The criminalization and prosecution of attacks against cultural property
Author zone:
Andrea Carcano
In:
War crimes and the conduct of hostilities : challenges to adjudication and investigation
Editor:
Cheltenham ; Northampton : E. Elgar, 2013
Physical description:
p. 78-97
Languages:
English
Abstract:
Andrea Carcano discusses the status of cultural property in the context of international criminal law (ICL). Through an examination of case law and statutory analysis, the author outlines how the statute of the International Criminal Tribunal for the Former Yugoslavia (ICTY), the statute of the International Criminal Court (ICC), and other ICL instruments have approached cultural property. The author argues that neither the ICTY’s nor the ICC’s statute criminalize attacks against cultural property, but that they criminalize attacks against a range of civilian objects, many of which could fit within the definition of cultural property. The author discusses the ICTY’s and ICC’s practices of prosecuting the destruction of protected objects with discriminatory intent as a crime against humanity.
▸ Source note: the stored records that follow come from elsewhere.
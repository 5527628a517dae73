//! Lua session management
//!
//! A [`Session`] owns one interpreter, its registry and its globals. Proxies
//! and host handles refer back to it weakly; once the session is dropped they
//! report [`BridgeError::DanglingReference`] instead of touching freed state.

use crate::config::{LibrarySet, SessionConfig};
use crate::error::BridgeError;
use crate::host::{HostFunction, HostObject, LiveHandle};
use crate::marshal;
use crate::reference::RegistryLedger;
use crate::value::{HostObjectRef, HostValue};
use mlua::{Function, Lua, LuaOptions, MultiValue, StdLib, Value};
use serde::Serialize;
use std::cell::{Cell, RefCell};
use std::path::Path;
use std::rc::{Rc, Weak};
use tracing::{debug, info, trace, warn};

// Guest-level operators, so metamethods run exactly as in scripts.
const HELPERS: &str = r#"
return function(o, k) return o[k] end,
       function(o, k, v) o[k] = v end,
       function(o, ...) return o(...) end,
       function(o) return #o end
"#;

pub(crate) struct Helpers {
    pub(crate) index: Function,
    pub(crate) newindex: Function,
    pub(crate) call: Function,
    pub(crate) len: Function,
}

impl Helpers {
    fn load(lua: &Lua) -> Result<Self, BridgeError> {
        let (index, newindex, call, len) = lua
            .load(HELPERS)
            .set_name("=lunar.helpers")
            .eval::<(Function, Function, Function, Function)>()?;
        Ok(Self {
            index,
            newindex,
            call,
            len,
        })
    }
}

/// Snapshot of bridge bookkeeping.
#[derive(Debug, Clone, Copy, PartialEq, Eq, Serialize)]
pub struct BridgeStats {
    /// Registry slots currently owned by host proxies.
    pub live_references: usize,
    pub references_acquired: u64,
    pub references_released: u64,
    /// Host functions/objects wrapped in lua userdata not yet finalized.
    pub live_host_handles: usize,
    /// Host-to-lua calls, including `eval`.
    pub guest_calls: u64,
    /// Lua-to-host calls and attribute accesses.
    pub host_calls: u64,
    pub call_depth: usize,
    pub used_memory: usize,
}

// Field order matters: helpers hold lua references and drop before the state.
pub(crate) struct SessionInner {
    helpers: Helpers,
    lua: Lua,
    config: SessionConfig,
    ledger: RegistryLedger,
    depth: Cell<usize>,
    guest_calls: Cell<u64>,
    host_calls: Cell<u64>,
    host_handles: Rc<Cell<usize>>,
    // last host failure raised into lua, until a host caller sees an error
    host_failure: RefCell<Option<String>>,
    this: Weak<SessionInner>,
}

impl SessionInner {
    pub(crate) fn lua(&self) -> &Lua {
        &self.lua
    }

    pub(crate) fn helpers(&self) -> &Helpers {
        &self.helpers
    }

    pub(crate) fn ledger(&self) -> &RegistryLedger {
        &self.ledger
    }

    pub(crate) fn downgrade(&self) -> Weak<SessionInner> {
        self.this.clone()
    }

    pub(crate) fn track_host_handle(&self) -> LiveHandle {
        LiveHandle::new(&self.host_handles)
    }

    pub(crate) fn record_guest_call(&self) {
        self.guest_calls.set(self.guest_calls.get() + 1);
    }

    pub(crate) fn record_host_call(&self) {
        self.host_calls.set(self.host_calls.get() + 1);
    }

    pub(crate) fn record_host_failure(&self, message: &str) {
        self.host_failure.replace(Some(message.to_owned()));
    }

    /// Report a host failure that escaped every guest `pcall` as
    /// [`BridgeError::HostCallback`] instead of a plain guest error.
    pub(crate) fn classify(&self, err: BridgeError) -> BridgeError {
        let Some(raised) = self.host_failure.take() else {
            return err;
        };
        match err {
            BridgeError::Guest { message, traceback }
                if message
                    .strip_prefix(raised.as_str())
                    .is_some_and(|rest| rest.is_empty() || rest.starts_with('\n')) =>
            {
                let rest = message[raised.len()..].trim_start();
                BridgeError::HostCallback {
                    traceback: traceback.or_else(|| (!rest.is_empty()).then(|| rest.to_owned())),
                    message: raised,
                }
            }
            other => other,
        }
    }

    /// Open a boundary crossing. Nested crossings stack; each must close
    /// before its parent.
    pub(crate) fn enter(&self) -> Result<CallScope<'_>, BridgeError> {
        let entry = self.depth.get();
        let limit = self.config.max_call_depth;
        if entry >= limit {
            warn!(limit, "call depth limit reached");
            return Err(BridgeError::CallDepthExceeded { limit });
        }
        self.depth.set(entry + 1);
        Ok(CallScope {
            session: self,
            entry,
        })
    }
}

/// Restores the call depth on drop, including on error paths.
pub(crate) struct CallScope<'a> {
    session: &'a SessionInner,
    entry: usize,
}

impl CallScope<'_> {
    /// Close the scope, checking that nested crossings were balanced.
    pub(crate) fn finish(self) -> Result<(), BridgeError> {
        let expected = self.entry + 1;
        let found = self.session.depth.get();
        debug_assert_eq!(found, expected, "boundary crossing left call depth unbalanced");
        if found != expected {
            return Err(BridgeError::StackImbalance { expected, found });
        }
        Ok(())
    }
}

impl Drop for CallScope<'_> {
    fn drop(&mut self) {
        self.session.depth.set(self.entry);
    }
}

/// An embedded lua interpreter.
///
/// Sessions are `!Send`: every proxy and handle attached to a session must
/// stay on the thread that created it, and only one logical call runs at a
/// time. Guest/host reentrancy is supported up to `max_call_depth`.
pub struct Session {
    inner: Rc<SessionInner>,
}

impl Session {
    pub fn new() -> Result<Self, BridgeError> {
        Self::with_config(SessionConfig::default())
    }

    pub fn with_config(config: SessionConfig) -> Result<Self, BridgeError> {
        let lua = Lua::new_with(StdLib::NONE, LuaOptions::new())?;
        if let Some(limit) = config.memory_limit {
            lua.set_memory_limit(limit)?;
        }
        let helpers = Helpers::load(&lua)?;

        let inner = Rc::new_cyclic(|this| SessionInner {
            helpers,
            lua,
            config,
            ledger: RegistryLedger::default(),
            depth: Cell::new(0),
            guest_calls: Cell::new(0),
            host_calls: Cell::new(0),
            host_handles: Rc::new(Cell::new(0)),
            host_failure: RefCell::new(None),
            this: this.clone(),
        });
        let session = Self { inner };
        info!(
            memory_limit = ?session.inner.config.memory_limit,
            max_call_depth = session.inner.config.max_call_depth,
            "lua session created"
        );

        if session.inner.config.open_libraries {
            session.open_libraries()?;
        }
        Ok(session)
    }

    pub fn config(&self) -> &SessionConfig {
        &self.inner.config
    }

    /// Load the configured standard library groups.
    pub fn open_libraries(&self) -> Result<(), BridgeError> {
        self.open_libraries_with(self.inner.config.libraries)
    }

    pub fn open_libraries_with(&self, libraries: LibrarySet) -> Result<(), BridgeError> {
        self.inner.lua.load_std_libs(libraries.to_std_lib())?;
        debug!(libraries = ?libraries.names(), "opened lua libraries");
        Ok(())
    }

    /// Run a chunk and return all of its results.
    pub fn eval(&self, source: &str) -> Result<Vec<HostValue>, BridgeError> {
        self.eval_named(source, &self.inner.config.chunk_name)
    }

    pub fn eval_named(&self, source: &str, name: &str) -> Result<Vec<HostValue>, BridgeError> {
        let inner = &*self.inner;
        trace!(chunk = name, "evaluating chunk");
        let scope = inner.enter()?;
        inner.record_guest_call();
        let results = inner
            .lua
            .load(source)
            .set_name(name)
            .eval::<MultiValue>()
            .map_err(|err| inner.classify(err.into()))?;
        let results = marshal::to_host_multi(inner, results)?;
        scope.finish()?;
        Ok(results)
    }

    pub fn eval_file(&self, path: impl AsRef<Path>) -> Result<Vec<HostValue>, BridgeError> {
        let path = path.as_ref();
        let source = std::fs::read_to_string(path).map_err(|source| BridgeError::Io {
            path: path.to_path_buf(),
            source,
        })?;
        self.eval_named(&source, &format!("@{}", path.display()))
    }

    /// Read a global, honoring any metatable on `_G`.
    pub fn get_global(&self, name: &str) -> Result<HostValue, BridgeError> {
        let value: Value = self.inner.lua.globals().get(name)?;
        marshal::to_host(&self.inner, value)
    }

    pub fn set_global(&self, name: &str, value: HostValue) -> Result<(), BridgeError> {
        let value = marshal::to_guest(&self.inner, &value)?;
        self.inner.lua.globals().set(name, value)?;
        Ok(())
    }

    /// Expose a host closure to lua as the global `name`.
    pub fn register_function<F>(&self, name: &str, func: F) -> Result<(), BridgeError>
    where
        F: Fn(Vec<HostValue>) -> anyhow::Result<Vec<HostValue>> + 'static,
    {
        self.set_global(name, HostValue::Callable(HostFunction::new(name, func)))
    }

    /// Expose a host object to lua as the global `name`.
    pub fn expose_object<T: HostObject + 'static>(
        &self,
        name: &str,
        object: Rc<T>,
    ) -> Result<(), BridgeError> {
        let object: HostObjectRef = object;
        self.set_global(name, HostValue::Object(object))
    }

    /// Run a full guest collection cycle, finalizing unreachable host handles.
    pub fn collect_garbage(&self) -> Result<(), BridgeError> {
        self.inner.lua.gc_collect()?;
        Ok(())
    }

    pub fn used_memory(&self) -> usize {
        self.inner.lua.used_memory()
    }

    pub fn stats(&self) -> BridgeStats {
        let inner = &self.inner;
        BridgeStats {
            live_references: inner.ledger.live(),
            references_acquired: inner.ledger.acquired(),
            references_released: inner.ledger.released(),
            live_host_handles: inner.host_handles.get(),
            guest_calls: inner.guest_calls.get(),
            host_calls: inner.host_calls.get(),
            call_depth: inner.depth.get(),
            used_memory: inner.lua.used_memory(),
        }
    }

    pub(crate) fn inner(&self) -> &SessionInner {
        &self.inner
    }
}

impl Drop for Session {
    fn drop(&mut self) {
        let live = self.inner.ledger.live();
        if live > 0 {
            warn!(live, "closing lua session with live references; they are now dangling");
        }
        info!("lua session closed");
    }
}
He argues that this approach has the advantage of enabling prosecution of attacks against cultural property in peacetime, but that it also dilutes IHL norms protecting cultural property as part of the cultural heritage of “every people.” Ultimately, the author argues that the trend to criminalize attacks on cultural property in ICL has been conservative and that ICL does not yet provide a comprehensive regime by which to prosecute offences against cultural property. [Summary by students at the University of Toronto, Faculty of Law (IHRP)]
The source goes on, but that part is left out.